I am part of a small group of dedicated animal lovers. They call us the Kingston Angels, and we try to live up to the name.

This is a story of coincidences. Or were they?

On my way to the eye clinic to pick up an elderly friend from out of town, I glimpsed a post from Adam showing a sad, copper-coloured dog, limping painfully along in front of his townhouse complex. He had never seen this dog before, but couldn’t stop as he was late for a meeting.

I didn’t have a lot of time either, but felt drawn to check it out, and so detoured in that direction. By then the dog had found her way into some open land across from the townhouses, and was camouflaged in the distance among a heap of dead branches. A kind security guard helped me clamber through the barbed wire to get closer and I was able to see that she was horribly scarred, probably either from boiling water (sadly very popular in Jamaica) or some corrosive chemical. She was lying down and looked up at me calmly, leaning into my hand as I rubbed her ears. I left a bowl of food and some water with her because I was now very late for my appointment, and shot off a message to the angels.

By the time I got back from the clinic I heard that Debbie D had picked her up and was with her at the vet. Debbie had been on her way to an important meeting but when she saw the post, felt she had to go get her.  

The messages were flying hard and fast, as the dog was elderly, badly matted, arthritic, and worst of all, heart-worm positive. Someone suggested it would be kinder to put her down, but there was such a flurry of messages against the idea, the phones could barely cope. She had such a sweet disposition, and accepted everything with such dignity, we just couldn’t. We would figure something out. 
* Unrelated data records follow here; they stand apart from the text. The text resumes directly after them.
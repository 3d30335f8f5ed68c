use std::path::PathBuf;

use treematch_lib::syntax::parse_source;
use treematch_lib::{DumpPrinter, SourceNode, parse_candidate_dump, parse_dump, read_file};

use super::run_common::{Candidate, RunError, read_dump};

pub struct TreeArgs {
    pub file: PathBuf,
    pub candidate: bool,
    pub color: bool,
}

pub fn run(args: TreeArgs) {
    match render_tree(&args) {
        Ok(rendered) => print!("{}", rendered),
        Err(e) => {
            eprintln!("{}", e.render(args.color));
            std::process::exit(1);
        }
    }
}

/// Print the tree of `args.file` in the dump format.
///
/// Source files go through their tree-sitter grammar; everything else is read
/// as a dump, with candidate rule-name normalization under `--candidate`.
pub fn render_tree(args: &TreeArgs) -> Result<String, RunError> {
    if !args.candidate
        && let Candidate::Source(path, language) = Candidate::detect(&args.file)
    {
        let text = read_file(path)?;
        let tree = parse_source(&language, &text)?;
        let root = SourceNode::root(&tree, &text);
        return Ok(DumpPrinter::new(root).colored(args.color).render());
    }

    let decode = if args.candidate {
        parse_candidate_dump
    } else {
        parse_dump
    };
    let tree = read_dump(&args.file, decode)?;
    Ok(DumpPrinter::new(tree.root()).colored(args.color).render())
}
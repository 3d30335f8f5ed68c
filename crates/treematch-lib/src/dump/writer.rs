use std::fmt::Write;

use treematch_core::Colors;
use treematch_core::utils::escape_token_text;

use super::{ERROR_ELEMENT, INDENT, WHITESPACE};
use crate::syntax::SyntaxNode;

/// Writes any [`SyntaxNode`] tree in the dump format.
///
/// Trees read with [`parse_dump`](super::parse_dump) print back to the
/// text they were read from, blank lines and error messages aside. Line
/// breaks inside token text print escaped and read back escaped, so other
/// trees reach that fixed point after one print.
pub struct DumpPrinter<N> {
    root: N,
    colors: Colors,
}

impl<N: SyntaxNode> DumpPrinter<N> {
    pub fn new(root: N) -> Self {
        Self {
            root,
            colors: Colors::OFF,
        }
    }

    pub fn colored(mut self, value: bool) -> Self {
        self.colors = Colors::new(value);
        self
    }

    pub fn render(&self) -> String {
        let mut out = String::new();
        self.format(&mut out).expect("String write never fails");
        out
    }

    pub fn format(&self, w: &mut impl Write) -> std::fmt::Result {
        let c = &self.colors;
        writeln!(w, "{}{}{}", c.blue, self.root.rule_name(), c.reset)?;
        for child in self.root.children() {
            self.format_node(w, &child, 1)?;
        }
        Ok(())
    }

    fn format_node(&self, w: &mut impl Write, node: &N, depth: usize) -> std::fmt::Result {
        let c = &self.colors;
        for _ in 0..depth {
            w.write_str(INDENT)?;
        }

        let rule = node.rule_name();
        match node.token_kind() {
            Some(kind) if kind == WHITESPACE => {
                writeln!(w, "{}{rule}({}){}", c.dim, node.text(), c.reset)?;
            }
            Some(kind) if kind == ERROR_ELEMENT => {
                writeln!(w, "{}{rule}{}", c.red, c.reset)?;
            }
            Some(kind) if node.is_terminal() => {
                let text = escape_token_text(&node.text());
                writeln!(
                    w,
                    "{rule}({}{kind}{})('{}{text}{}')",
                    c.dim, c.reset, c.green, c.reset
                )?;
            }
            _ => writeln!(w, "{}{rule}{}", c.blue, c.reset)?,
        }

        for child in node.children() {
            self.format_node(w, &child, depth + 1)?;
        }
        Ok(())
    }
}
use std::ops::Range;

/// Malformed dump. Line numbers are 1-based, spans are byte ranges of the line.
#[derive(Debug, Clone, PartialEq, Eq, thiserror::Error)]
pub enum DecodeError {
    #[error("dump is empty")]
    Empty,

    #[error("line {line}: indentation jumps from depth {from} to {to}")]
    IndentJump {
        line: usize,
        span: Range<usize>,
        from: usize,
        to: usize,
    },

    #[error("line {line}: second top-level node after the root")]
    OrphanLine { line: usize, span: Range<usize> },

    #[error("line {line}: indentation is not a multiple of two spaces")]
    MisalignedIndent { line: usize, span: Range<usize> },

    #[error("line {line}: `{rule}` is nested under a token")]
    ChildOfToken {
        line: usize,
        span: Range<usize>,
        rule: String,
    },
}

impl DecodeError {
    pub fn line(&self) -> Option<usize> {
        match self {
            Self::Empty => None,
            Self::IndentJump { line, .. }
            | Self::OrphanLine { line, .. }
            | Self::MisalignedIndent { line, .. }
            | Self::ChildOfToken { line, .. } => Some(*line),
        }
    }

    pub fn span(&self) -> Option<Range<usize>> {
        match self {
            Self::Empty => None,
            Self::IndentJump { span, .. }
            | Self::OrphanLine { span, .. }
            | Self::MisalignedIndent { span, .. }
            | Self::ChildOfToken { span, .. } => Some(span.clone()),
        }
    }

    /// Short annotation placed under the offending line.
    pub fn label(&self) -> &'static str {
        match self {
            Self::Empty => "no root line",
            Self::IndentJump { .. } => "skips an indentation level",
            Self::OrphanLine { .. } => "expected indentation under the root",
            Self::MisalignedIndent { .. } => "odd number of leading spaces",
            Self::ChildOfToken { .. } => "tokens cannot have children",
        }
    }
}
Now we desperately needed a foster. Rachel had two cats and a small dog already, and wasn’t too enthusiastic, worried that the dog would poop on her rug, like her previous foster did.  But she was clearly wavering a little, and with the encouragement of the others, I managed to convince her to take the dog “just for a little while,” and I would come and clean up her fur.  Debbie, waiting anxiously at the vet for a decision, jumped at the chance, and in two twos the dog was delivered to Rachel’s house 

I followed shortly after and found her and Rachel sitting on the grass at the front of the house. She had already been given a name, Lady, and she certainly acted the part. There was no sign of fear or suspicion, and as I started combing out her matted coatshe sighed and relaxed, even when I flipped her over and swung her around, and let me snip away. She was so grateful to be rid of that painfully heavy burden of nastiness, and I could swear I saw a surprised but pleased smile on her face.  

Shabba the Pomeranian came bounding out to see what was going on. The two exchanged silent greetings, and there was a lot of sniffing, but not the slightest sign of aggression. It was clear that Shabba was fascinated. 

Lady also proved to be very popular with Busy and Beanie, the cats, who live inside but who were allowed to come out on the grass with her.  

The last and most important test was, of course, going to be Daddy, who was quite oblivious to the arrival of a lady called Lady. Fortunately for everybody he promptly fell for her gentle charms just as the others had. 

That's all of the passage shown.